Après avoir dressé ces constats sur fond de concepts spinoziens, Lordon esquisse plusieurs voies en vue du dépassement du capitalisme et des phénomènes de capture qu’il déchaîne. Or dans un des derniers chapitres du livre intitué « Alors le (ré)communisme ! », il revient au problème central qu’entendait traiter son ouvrage, au-delà du cas particulier des rapports de salariat dans le capitalisme : comment faire en sorte d’organiser l’action collective pour éviter que l’un ne s’attribue les mérites de l’action conjuguée des individus qu’il a enrôlé selon son désir ?

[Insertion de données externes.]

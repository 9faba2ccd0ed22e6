// SPDX-License-Identifier: MIT OR Apache-2.0
//! HTTP transport for both on-wire dialects.
//!
//! A single request/response carrier used two ways: the Gen1 REST dialect
//! (method = URL path, params folded into the query string) and the Gen2+
//! RPC dialect (JSON-RPC envelope POSTed to `/rpc`). The transport is
//! internally stateless and requests may execute in parallel.

use crate::digest::DigestChallenge;
use crate::query::render_query;
use crate::{Credential, Transport};
use async_trait::async_trait;
use reqwest::{Method, StatusCode, header};
use shc_error::{Error, ErrorKind};
use shc_rpc::{IdSequence, RpcRequest};
use std::sync::atomic::{AtomicBool, Ordering};
use std::time::Duration;
use tokio_util::sync::CancellationToken;
use tracing::debug;

// ---------------------------------------------------------------------------
// Configuration
// ---------------------------------------------------------------------------

/// Which on-wire dialect this transport speaks.
#[derive(Debug, Clone, Copy, PartialEq, Eq)]
pub enum HttpDialect {
    /// Gen1: GET with query parameters, response body returned unwrapped.
    Rest,
    /// Gen2+: JSON-RPC-2.0 envelope POSTed to `/rpc`.
    Rpc,
}

/// HTTP transport options.
#[derive(Debug, Clone)]
pub struct HttpConfig {
    /// Base URL of the device (e.g. `http://192.168.1.20`).
    pub base_url: String,
    /// Per-request timeout. Default 30 s.
    pub timeout: Duration,
    /// Optional credential. Basic is pre-attached; digest answers a 401
    /// challenge with a single retry.
    pub credential: Option<Credential>,
}

impl HttpConfig {
    /// Config with defaults for the given base URL.
    pub fn new(base_url: impl Into<String>) -> Self {
        Self {
            base_url: base_url.into(),
            timeout: Duration::from_secs(30),
            credential: None,
        }
    }

    /// Override the per-request timeout.
    #[must_use]
    pub fn with_timeout(mut self, timeout: Duration) -> Self {
        self.timeout = timeout;
        self
    }

    /// Attach a credential.
    #[must_use]
    pub fn with_credential(mut self, credential: Credential) -> Self {
        self.credential = Some(credential);
        self
    }
}

// ---------------------------------------------------------------------------
// HttpTransport
// ---------------------------------------------------------------------------

/// Stateless HTTP carrier.
pub struct HttpTransport {
    client: reqwest::Client,
    config: HttpConfig,
    dialect: HttpDialect,
    ids: IdSequence,
    closed: AtomicBool,
}

impl HttpTransport {
    /// Gen1 REST transport.
    #[must_use]
    pub fn rest(config: HttpConfig) -> Self {
        Self::new(config, HttpDialect::Rest)
    }

    /// Gen2+ RPC-over-HTTP transport.
    #[must_use]
    pub fn rpc(config: HttpConfig) -> Self {
        Self::new(config, HttpDialect::Rpc)
    }

    fn new(mut config: HttpConfig, dialect: HttpDialect) -> Self {
        while config.base_url.ends_with('/') {
            config.base_url.pop();
        }
        Self {
            client: reqwest::Client::new(),
            config,
            dialect,
            ids: IdSequence::new(),
            closed: AtomicBool::new(false),
        }
    }

    /// The dialect this transport was built for.
    #[must_use]
    pub fn dialect(&self) -> HttpDialect {
        self.dialect
    }

    /// Perform one GET against a path (with optional query already
    /// attached). Used directly for probing and by the REST dialect.
    pub async fn get_raw(
        &self,
        ctx: &CancellationToken,
        path_and_query: &str,
    ) -> shc_error::Result<Vec<u8>> {
        self.request(ctx, Method::GET, path_and_query, None).await
    }

    async fn request(
        &self,
        ctx: &CancellationToken,
        http_method: Method,
        path_and_query: &str,
        body: Option<Vec<u8>>,
    ) -> shc_error::Result<Vec<u8>> {
        if self.is_closed() {
            return Err(Error::new(ErrorKind::Closed, "transport is closed"));
        }
        let path = path_and_query.trim_start_matches('/');
        let url = format!("{}/{}", self.config.base_url, path);
        let uri = format!("/{path}");

        debug!(target: "shelly.transport.http", method = %http_method, %url, "request");

        let response = self
            .send(ctx, http_method.clone(), &url, body.as_deref(), None)
            .await?;

        // One digest retry on a 401 challenge, then the outcome stands.
        let response = if response.status() == StatusCode::UNAUTHORIZED
            && let Some(Credential::Digest { username, password }) = &self.config.credential
        {
            let challenge = response
                .headers()
                .get(header::WWW_AUTHENTICATE)
                .and_then(|v| v.to_str().ok())
                .ok_or_else(|| {
                    Error::new(ErrorKind::AuthFailed, "401 without a www-authenticate header")
                })?;
            let authorization = DigestChallenge::parse(challenge)?.answer(
                username,
                password,
                http_method.as_str(),
                &uri,
            );
            debug!(target: "shelly.transport.http", %url, "answering digest challenge");
            self.send(ctx, http_method, &url, body.as_deref(), Some(authorization))
                .await?
        } else {
            response
        };

        self.classify(response, ctx).await
    }

    async fn send(
        &self,
        ctx: &CancellationToken,
        http_method: Method,
        url: &str,
        body: Option<&[u8]>,
        authorization: Option<String>,
    ) -> shc_error::Result<reqwest::Response> {
        let mut builder = self
            .client
            .request(http_method, url)
            .timeout(self.config.timeout);
        if let Some(Credential::Basic { username, password }) = &self.config.credential {
            builder = builder.basic_auth(username, Some(password));
        }
        if let Some(authorization) = authorization {
            builder = builder.header(header::AUTHORIZATION, authorization);
        }
        if let Some(body) = body {
            builder = builder
                .header(header::CONTENT_TYPE, "application/json")
                .body(body.to_vec());
        }

        tokio::select! {
            biased;
            () = ctx.cancelled() => Err(Error::cancelled()),
            result = builder.send() => result.map_err(|e| {
                if e.is_timeout() {
                    Error::new(ErrorKind::Timeout, "no response within the request timeout")
                        .with_context("timeout_ms", self.config.timeout.as_millis() as u64)
                        .with_source(e)
                } else {
                    Error::new(ErrorKind::NetworkError, "request failed")
                        .with_context("url", url)
                        .with_source(e)
                }
            }),
        }
    }

    async fn classify(
        &self,
        response: reqwest::Response,
        ctx: &CancellationToken,
    ) -> shc_error::Result<Vec<u8>> {
        let status = response.status();
        if status.is_success() {
            let bytes = tokio::select! {
                biased;
                () = ctx.cancelled() => return Err(Error::cancelled()),
                bytes = response.bytes() => bytes.map_err(|e| {
                    Error::new(ErrorKind::NetworkError, "failed reading response body")
                        .with_source(e)
                })?,
            };
            return Ok(bytes.to_vec());
        }
        Err(match status {
            StatusCode::UNAUTHORIZED => {
                if self.config.credential.is_some() {
                    Error::new(ErrorKind::AuthFailed, "device rejected the credential")
                } else {
                    Error::new(ErrorKind::AuthRequired, "device requires authentication")
                }
            }
            StatusCode::TOO_MANY_REQUESTS => {
                Error::new(ErrorKind::RateLimited, "device rejected the request rate")
            }
            s if s.is_server_error() => Error::new(ErrorKind::ServerError, "device-side failure")
                .with_context("status", s.as_u16()),
            s => Error::new(ErrorKind::UnexpectedStatus, "unclassified response status")
                .with_context("status", s.as_u16()),
        })
    }
}

#[async_trait]
impl Transport for HttpTransport {
    async fn call(
        &self,
        ctx: &CancellationToken,
        method: &str,
        params: Option<serde_json::Value>,
    ) -> shc_error::Result<Vec<u8>> {
        match self.dialect {
            HttpDialect::Rest => {
                let mut path = method.trim_start_matches('/').to_string();
                match params {
                    None => {}
                    Some(serde_json::Value::Object(map)) => {
                        let query = render_query(&map);
                        if !query.is_empty() {
                            path = format!("{path}?{query}");
                        }
                    }
                    Some(_) => {
                        return Err(Error::new(
                            ErrorKind::InvalidArgument,
                            "rest params must be a JSON object",
                        ));
                    }
                }
                self.request(ctx, Method::GET, &path, None).await
            }
            HttpDialect::Rpc => {
                let request = RpcRequest::new(self.ids.next_id(), method, params);
                self.request(ctx, Method::POST, "rpc", Some(request.encode()?))
                    .await
            }
        }
    }

    async fn close(&self) {
        self.closed.store(true, Ordering::SeqCst);
    }

    fn is_closed(&self) -> bool {
        self.closed.load(Ordering::SeqCst)
    }
}

// ---------------------------------------------------------------------------
// Tests
// ---------------------------------------------------------------------------
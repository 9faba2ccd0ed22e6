// SPDX-License-Identifier: MIT OR Apache-2.0
#![doc = include_str!("../README.md")]
#![deny(unsafe_code)]
#![warn(missing_docs)]

mod components;
mod dispatch;
mod probe;

pub use components::{
    ComponentClient, Cover, CoverStatus, Light, Switch, SwitchSetResult, SwitchStatus, Sys,
};
pub use dispatch::Dispatcher;
pub use probe::probe_device;

use serde_json::Value;
use shc_core::{ComponentRef, DeviceInfo, Generation};
use shc_transport::Transport;
use std::sync::Arc;
use tokio_util::sync::CancellationToken;

// ---------------------------------------------------------------------------
// Device
// ---------------------------------------------------------------------------

/// Handle to one device, binding an identity snapshot to a shared
/// transport.
///
/// The handle references the transport but does not own its lifecycle;
/// the caller closes the transport explicitly. Generation is immutable for
/// the lifetime of the handle.
pub struct Device {
    info: DeviceInfo,
    dispatcher: Dispatcher,
}

impl Device {
    /// Bind a device identity to a transport.
    pub fn new(info: DeviceInfo, transport: Arc<dyn Transport>) -> Self {
        let dispatcher = Dispatcher::new(info.generation, transport);
        Self { info, dispatcher }
    }

    /// The device's stable id.
    #[must_use]
    pub fn id(&self) -> &str {
        &self.info.id
    }

    /// The identity snapshot this handle was built with.
    #[must_use]
    pub fn info(&self) -> &DeviceInfo {
        &self.info
    }

    /// The device's protocol generation.
    #[must_use]
    pub fn generation(&self) -> Generation {
        self.info.generation
    }

    /// The generation dispatcher (for consumers building on the generic
    /// operation surface).
    #[must_use]
    pub fn dispatcher(&self) -> &Dispatcher {
        &self.dispatcher
    }

    /// Generic client for any component reference.
    #[must_use]
    pub fn component(&self, component: ComponentRef) -> ComponentClient<'_> {
        ComponentClient::new(self, component)
    }

    /// Typed façade for one switch instance.
    #[must_use]
    pub fn switch(&self, index: u8) -> Switch<'_> {
        Switch::new(self, index)
    }

    /// Typed façade for one cover instance.
    #[must_use]
    pub fn cover(&self, index: u8) -> Cover<'_> {
        Cover::new(self, index)
    }

    /// Typed façade for one light instance.
    #[must_use]
    pub fn light(&self, index: u8) -> Light<'_> {
        Light::new(self, index)
    }

    /// Typed façade for the `sys` singleton.
    #[must_use]
    pub fn sys(&self) -> Sys<'_> {
        Sys::new(self)
    }

    /// The device's full status blob (Gen1 `status`, Gen2+ `Shelly.GetStatus`).
    pub async fn full_status(&self, ctx: &CancellationToken) -> shc_error::Result<Value> {
        self.dispatcher.full_status(ctx).await
    }

    /// The device's full configuration blob (Gen1 `settings`, Gen2+
    /// `Shelly.GetConfig`).
    pub async fn full_config(&self, ctx: &CancellationToken) -> shc_error::Result<Value> {
        self.dispatcher.full_config(ctx).await
    }

    /// Reboot the device.
    pub async fn reboot(&self, ctx: &CancellationToken) -> shc_error::Result<()> {
        self.dispatcher.reboot(ctx).await
    }
}

impl std::fmt::Debug for Device {
    fn fmt(&self, f: &mut std::fmt::Formatter<'_>) -> std::fmt::Result {
        f.debug_struct("Device")
            .field("id", &self.info.id)
            .field("model", &self.info.model)
            .field("generation", &self.info.generation)
            .finish()
    }
}

// ---------------------------------------------------------------------------
// Tests
// ---------------------------------------------------------------------------
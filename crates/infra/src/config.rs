//! Environment-based configuration loading
//!
//! Credentials come from the environment (optionally via a `.env` file the
//! binary loads before calling in here); the data directory defaults to
//! `~/.vaultwatch` unless overridden.

use std::path::PathBuf;

use tracing::debug;
use vaultwatch_domain::{AppConfig, Result, VaultWatchError};

pub const ENV_CLIENT_ID: &str = "VAULTWATCH_CLIENT_ID";
pub const ENV_API_KEY: &str = "VAULTWATCH_API_KEY";
pub const ENV_DATA_DIR: &str = "VAULTWATCH_DATA_DIR";

const DEFAULT_DATA_DIR_NAME: &str = ".vaultwatch";

/// Load and validate configuration from the process environment.
///
/// # Errors
/// Returns [`VaultWatchError::Config`] when a required variable is absent
/// or blank, or when no home directory exists to root the default data
/// directory in.
pub fn load_config() -> Result<AppConfig> {
    from_lookup(|key| std::env::var(key).ok())
}

fn from_lookup(lookup: impl Fn(&str) -> Option<String>) -> Result<AppConfig> {
    let client_id = require(&lookup, ENV_CLIENT_ID)?;
    let api_key = require(&lookup, ENV_API_KEY)?;

    let data_dir = match lookup(ENV_DATA_DIR).filter(|v| !v.trim().is_empty()) {
        Some(dir) => PathBuf::from(dir),
        None => dirs::home_dir()
            .map(|home| home.join(DEFAULT_DATA_DIR_NAME))
            .ok_or_else(|| {
                VaultWatchError::Config(format!(
                    "no home directory found, set {ENV_DATA_DIR} explicitly"
                ))
            })?,
    };

    let config = AppConfig { client_id, api_key, data_dir };
    config.validate()?;
    debug!(data_dir = %config.data_dir.display(), "Configuration loaded");
    Ok(config)
}

fn require(lookup: impl Fn(&str) -> Option<String>, key: &str) -> Result<String> {
    lookup(key)
        .filter(|v| !v.trim().is_empty())
        .ok_or_else(|| VaultWatchError::Config(format!("{key} is not set")))
}
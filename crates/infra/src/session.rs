//! File-backed session persistence
//!
//! The session file is the only persisted artifact of authentication. It is
//! written atomically (temp file then rename) and restricted to the owning
//! user on Unix, since it holds bearer and refresh tokens in the clear.

use std::io::ErrorKind;
use std::path::PathBuf;

use async_trait::async_trait;
use tracing::debug;
use vaultwatch_common::SessionStore;
use vaultwatch_domain::Session;

/// [`SessionStore`] implementation backed by a single JSON file.
pub struct FileSessionStore {
    path: PathBuf,
}

impl FileSessionStore {
    #[must_use]
    pub fn new(path: PathBuf) -> Self {
        Self { path }
    }

    /// Path of the backing file.
    #[must_use]
    pub fn path(&self) -> &std::path::Path {
        &self.path
    }

    fn temp_path(&self) -> PathBuf {
        let mut name = self.path.as_os_str().to_os_string();
        name.push(".tmp");
        PathBuf::from(name)
    }
}

#[async_trait]
impl SessionStore for FileSessionStore {
    async fn save(&self, session: &Session) -> Result<(), String> {
        if let Some(parent) = self.path.parent() {
            tokio::fs::create_dir_all(parent)
                .await
                .map_err(|e| format!("failed to create {}: {e}", parent.display()))?;
        }

        let json = serde_json::to_vec_pretty(session)
            .map_err(|e| format!("failed to serialize session: {e}"))?;

        // Write to a sibling temp file and rename so a crash mid-write
        // never leaves a truncated session behind.
        let tmp = self.temp_path();
        tokio::fs::write(&tmp, &json)
            .await
            .map_err(|e| format!("failed to write {}: {e}", tmp.display()))?;

        #[cfg(unix)]
        {
            use std::os::unix::fs::PermissionsExt;
            tokio::fs::set_permissions(&tmp, std::fs::Permissions::from_mode(0o600))
                .await
                .map_err(|e| format!("failed to restrict {}: {e}", tmp.display()))?;
        }

        tokio::fs::rename(&tmp, &self.path)
            .await
            .map_err(|e| format!("failed to replace {}: {e}", self.path.display()))?;

        debug!(path = %self.path.display(), "Session persisted");
        Ok(())
    }

    async fn load(&self) -> Result<Option<Session>, String> {
        match tokio::fs::read_to_string(&self.path).await {
            Ok(contents) => serde_json::from_str(&contents)
                .map(Some)
                .map_err(|e| format!("failed to parse {}: {e}", self.path.display())),
            Err(e) if e.kind() == ErrorKind::NotFound => Ok(None),
            Err(e) => Err(format!("failed to read {}: {e}", self.path.display())),
        }
    }

    async fn clear(&self) -> Result<(), String> {
        match tokio::fs::remove_file(&self.path).await {
            Ok(()) => {
                debug!(path = %self.path.display(), "Session file removed");
                Ok(())
            }
            Err(e) if e.kind() == ErrorKind::NotFound => Ok(()),
            Err(e) => Err(format!("failed to remove {}: {e}", self.path.display())),
        }
    }
}

#[cfg(test)]
mod tests {
    //! Unit tests for the file session store.
    use tempfile::tempdir;

    use super::*;

    fn sample_session() -> Session {
        Session {
            access_token: "access".to_string(),
            refresh_token: Some("refresh".to_string()),
            expires_at: Some(1_700_000_000),
        }
    }

    #[tokio::test]
    async fn save_then_load_round_trips() {
        let dir = tempdir().unwrap();
        let store = FileSessionStore::new(dir.path().join("session.json"));

        store.save(&sample_session()).await.unwrap();
        let loaded = store.load().await.unwrap().unwrap();

        assert_eq!(loaded, sample_session());
    }

    #[tokio::test]
    async fn load_without_file_is_none() {
        let dir = tempdir().unwrap();
        let store = FileSessionStore::new(dir.path().join("session.json"));

        assert!(store.load().await.unwrap().is_none());
    }

    #[tokio::test]
    async fn save_creates_missing_parent_directories() {
        let dir = tempdir().unwrap();
        let store = FileSessionStore::new(dir.path().join("nested").join("session.json"));

        store.save(&sample_session()).await.unwrap();
        assert!(store.load().await.unwrap().is_some());
    }

    #[tokio::test]
    async fn clear_is_idempotent() {
        let dir = tempdir().unwrap();
        let store = FileSessionStore::new(dir.path().join("session.json"));

        store.save(&sample_session()).await.unwrap();
        store.clear().await.unwrap();
        store.clear().await.unwrap();

        assert!(store.load().await.unwrap().is_none());
    }

    #[tokio::test]
    async fn corrupt_file_surfaces_an_error() {
        let dir = tempdir().unwrap();
        let path = dir.path().join("session.json");
        tokio::fs::write(&path, b"not json").await.unwrap();

        let store = FileSessionStore::new(path);
        assert!(store.load().await.is_err());
    }

    #[cfg(unix)]
    #[tokio::test]
    async fn session_file_is_owner_only() {
        use std::os::unix::fs::PermissionsExt;

        let dir = tempdir().unwrap();
        let store = FileSessionStore::new(dir.path().join("session.json"));
        store.save(&sample_session()).await.unwrap();

        let mode = std::fs::metadata(store.path()).unwrap().permissions().mode();
        assert_eq!(mode & 0o777, 0o600);
    }
}
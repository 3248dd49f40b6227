//! Retry decisions and attempt-loop support
//!
//! Generic pieces of the resilient fetch pipeline: a per-error retry
//! decision, a policy trait the pipeline consults between attempts, and the
//! sleep helper that honors the decided delay.

use std::time::Duration;

use tracing::debug;

/// Decision made after a failed attempt.
#[derive(Debug, Clone, Copy, PartialEq, Eq)]
pub enum RetryDecision {
    /// Try again after sleeping the given delay.
    Retry(Duration),
    /// Give up and surface the error.
    Stop,
}

/// Policy mapping an error and the attempt counter to a decision.
///
/// `attempt` is zero-based; policies never see the final attempt, the
/// caller stops unconditionally once the budget is spent.
pub trait RetryPolicy<E> {
    fn decide(&self, error: &E, attempt: u32) -> RetryDecision;
}

/// Sleep out a retry decision.
///
/// Returns `true` if the caller should retry, `false` on [`RetryDecision::Stop`].
pub async fn honor_decision(decision: RetryDecision) -> bool {
    match decision {
        RetryDecision::Retry(delay) => {
            if !delay.is_zero() {
                debug!(delay_secs = delay.as_secs(), "Backing off before retry");
                tokio::time::sleep(delay).await;
            }
            true
        }
        RetryDecision::Stop => false,
    }
}

#[cfg(test)]
mod tests {
    //! Unit tests for resilience::retry.
    use super::*;

    struct FlakyPolicy;

    impl RetryPolicy<&'static str> for FlakyPolicy {
        fn decide(&self, error: &&'static str, attempt: u32) -> RetryDecision {
            match *error {
                "transient" => RetryDecision::Retry(Duration::from_millis(u64::from(attempt) + 1)),
                _ => RetryDecision::Stop,
            }
        }
    }

    #[test]
    fn policy_distinguishes_transient_from_fatal() {
        let policy = FlakyPolicy;
        assert_eq!(
            policy.decide(&"transient", 0),
            RetryDecision::Retry(Duration::from_millis(1))
        );
        assert_eq!(policy.decide(&"fatal", 0), RetryDecision::Stop);
    }

    #[tokio::test]
    async fn honor_decision_reports_retry_versus_stop() {
        assert!(honor_decision(RetryDecision::Retry(Duration::ZERO)).await);
        assert!(!honor_decision(RetryDecision::Stop).await);
    }
}
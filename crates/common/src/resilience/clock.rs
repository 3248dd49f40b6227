//! Time abstraction for testability
//!
//! Allows timing-sensitive components (rate limiter, profile cache) to use
//! real system time in production and controlled mock time in tests,
//! enabling deterministic testing of interval and TTL behavior without
//! actual delays.

use std::sync::{Arc, Mutex};
use std::time::{Duration, Instant, SystemTime, UNIX_EPOCH};

/// Trait for time operations to enable deterministic testing
pub trait Clock: Send + Sync + 'static {
    /// Get current instant (monotonic time)
    fn now(&self) -> Instant;

    /// Get current system time (wall clock)
    fn system_time(&self) -> SystemTime;

    /// Get seconds since UNIX epoch
    fn epoch_secs(&self) -> i64 {
        self.system_time()
            .duration_since(UNIX_EPOCH)
            .map(|d| d.as_secs() as i64)
            .unwrap_or_default()
    }
}

/// Real system clock implementation for production use
#[derive(Debug, Clone, Copy, Default)]
pub struct SystemClock;

impl Clock for SystemClock {
    fn now(&self) -> Instant {
        Instant::now()
    }

    fn system_time(&self) -> SystemTime {
        SystemTime::now()
    }
}

/// Implement Clock for Arc<T> where T: Clock for convenient cloning
impl<T: Clock> Clock for Arc<T> {
    fn now(&self) -> Instant {
        (**self).now()
    }

    fn system_time(&self) -> SystemTime {
        (**self).system_time()
    }
}

/// Mock clock for deterministic testing
///
/// Allows tests to control time progression without actual delays.
#[derive(Debug, Clone)]
pub struct MockClock {
    start: Instant,
    base: SystemTime,
    elapsed: Arc<Mutex<Duration>>,
}

impl MockClock {
    /// Create a new mock clock starting at the current instant
    #[must_use]
    pub fn new() -> Self {
        Self {
            start: Instant::now(),
            base: SystemTime::now(),
            elapsed: Arc::new(Mutex::new(Duration::ZERO)),
        }
    }

    /// Advance the mock clock by a duration
    pub fn advance(&self, duration: Duration) {
        if let Ok(mut elapsed) = self.elapsed.lock() {
            *elapsed += duration;
        }
    }

    /// Advance the mock clock by milliseconds (convenience method)
    pub fn advance_millis(&self, millis: u64) {
        self.advance(Duration::from_millis(millis));
    }

    /// Advance the mock clock by whole seconds (convenience method)
    pub fn advance_secs(&self, secs: u64) {
        self.advance(Duration::from_secs(secs));
    }

    /// Get the current elapsed time
    #[must_use]
    pub fn elapsed(&self) -> Duration {
        self.elapsed.lock().map(|e| *e).unwrap_or(Duration::ZERO)
    }
}

impl Default for MockClock {
    fn default() -> Self {
        Self::new()
    }
}

impl Clock for MockClock {
    fn now(&self) -> Instant {
        let elapsed = self.elapsed.lock().map(|e| *e).unwrap_or(Duration::ZERO);
        self.start + elapsed
    }

    fn system_time(&self) -> SystemTime {
        let elapsed = self.elapsed.lock().map(|e| *e).unwrap_or(Duration::ZERO);
        self.base + elapsed
    }
}

#[cfg(test)]
mod tests {
    use super::*;

    #[test]
    fn mock_clock_advances_monotonic_and_wall_time_together() {
        let clock = MockClock::new();
        let start_instant = clock.now();
        let start_system = clock.system_time();

        clock.advance_millis(1_500);

        assert_eq!(clock.now() - start_instant, Duration::from_millis(1_500));
        assert_eq!(
            clock.system_time().duration_since(start_system).unwrap(),
            Duration::from_millis(1_500)
        );
    }

    #[test]
    fn epoch_secs_tracks_advances() {
        let clock = MockClock::new();
        let before = clock.epoch_secs();
        clock.advance_secs(90_000);
        assert_eq!(clock.epoch_secs(), before + 90_000);
    }
}
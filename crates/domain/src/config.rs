//! Application configuration structures

use std::path::{Path, PathBuf};

use serde::{Deserialize, Serialize};

use crate::errors::{Result, VaultWatchError};

/// Top-level application configuration.
///
/// Built by the infra config loader from environment variables; validated
/// before any network request is made.
#[derive(Debug, Clone, Serialize, Deserialize)]
pub struct AppConfig {
    /// OAuth client id registered with Bungie.net.
    pub client_id: String,
    /// API key sent as `X-API-Key` on every Platform request.
    pub api_key: String,
    /// Directory holding the session file and the profile cache.
    pub data_dir: PathBuf,
}

impl AppConfig {
    /// Path of the persisted session file.
    pub fn session_path(&self) -> PathBuf {
        self.data_dir.join("session.json")
    }

    /// Path of the profile cache file.
    pub fn profile_cache_path(&self) -> PathBuf {
        self.data_dir.join("cache").join("profile.json")
    }

    /// Ensure required identity-provider credentials are present.
    ///
    /// # Errors
    /// Returns `VaultWatchError::Config` when the client id or API key is
    /// empty. Checked up front so a misconfigured install fails before any
    /// browser or network interaction.
    pub fn validate(&self) -> Result<()> {
        if self.client_id.trim().is_empty() {
            return Err(VaultWatchError::Config("missing OAuth client id".to_string()));
        }
        if self.api_key.trim().is_empty() {
            return Err(VaultWatchError::Config("missing API key".to_string()));
        }
        Ok(())
    }

    /// Config rooted at an explicit data directory, used by tests.
    pub fn with_data_dir(client_id: &str, api_key: &str, data_dir: &Path) -> Self {
        Self {
            client_id: client_id.to_string(),
            api_key: api_key.to_string(),
            data_dir: data_dir.to_path_buf(),
        }
    }
}

#[cfg(test)]
mod tests {
    use super::*;

    #[test]
    fn validate_rejects_blank_credentials() {
        let config = AppConfig::with_data_dir("", "key", Path::new("/tmp"));
        assert!(config.validate().is_err());

        let config = AppConfig::with_data_dir("client", "  ", Path::new("/tmp"));
        assert!(config.validate().is_err());

        let config = AppConfig::with_data_dir("client", "key", Path::new("/tmp"));
        assert!(config.validate().is_ok());
    }

    #[test]
    fn derived_paths_live_under_data_dir() {
        let config = AppConfig::with_data_dir("c", "k", Path::new("/data"));
        assert_eq!(config.session_path(), PathBuf::from("/data/session.json"));
        assert_eq!(config.profile_cache_path(), PathBuf::from("/data/cache/profile.json"));
    }
}
//! Bungie.net Platform API adapter
//!
//! Resilient HTTP client for the three Platform operations the app needs:
//! profile fetch, player tag lookup, and the connectivity probe. Retry
//! behavior is keyed on the failure class of each attempt; see [`retry`].

pub mod client;
pub mod retry;

pub use client::BungieClient;
pub use retry::{BungieRetryPolicy, FetchFailure};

Or pour Lordon, le communisme (originel, pas dans sa mise en oeuvre soviétique) a déjà fourni une réponse, insistant sur la nécessité de mettre en place une démocratie radicale :

La réponse communiste à la question générale de l’entreprise commence donc par ceci : des hommes veulent faire quelque chose ensemble ? Ils doivent le faire sous une forme politique égalitaire. Politique est la qualité de toute situation d’interaction ou de composition de puissances. Or la position communiste pourrait être génériquement définie par l’idée qu’en toute situation méritant la qualité de politique, l’égalité doit prévaloir principiellement. Principiellement ne veut cependant pas dire absolument puisqu’il est certain que les individus ne sont pas égaux en puissance dans la réalisation des choses (…) Quelle forme d’égalité réaliser sous le legs de la division du travail ? – et notamment du plus pesant de ses héritages, à savoir la séparation princeps de la « conception » et de « l’exécution » ? (…) Égaux cependant, les individus pourraient l’être, et très vite dans l’ordre de la réflexivité collective, c’est-à-dire comme pleins associés d’un destin réalisateur commun.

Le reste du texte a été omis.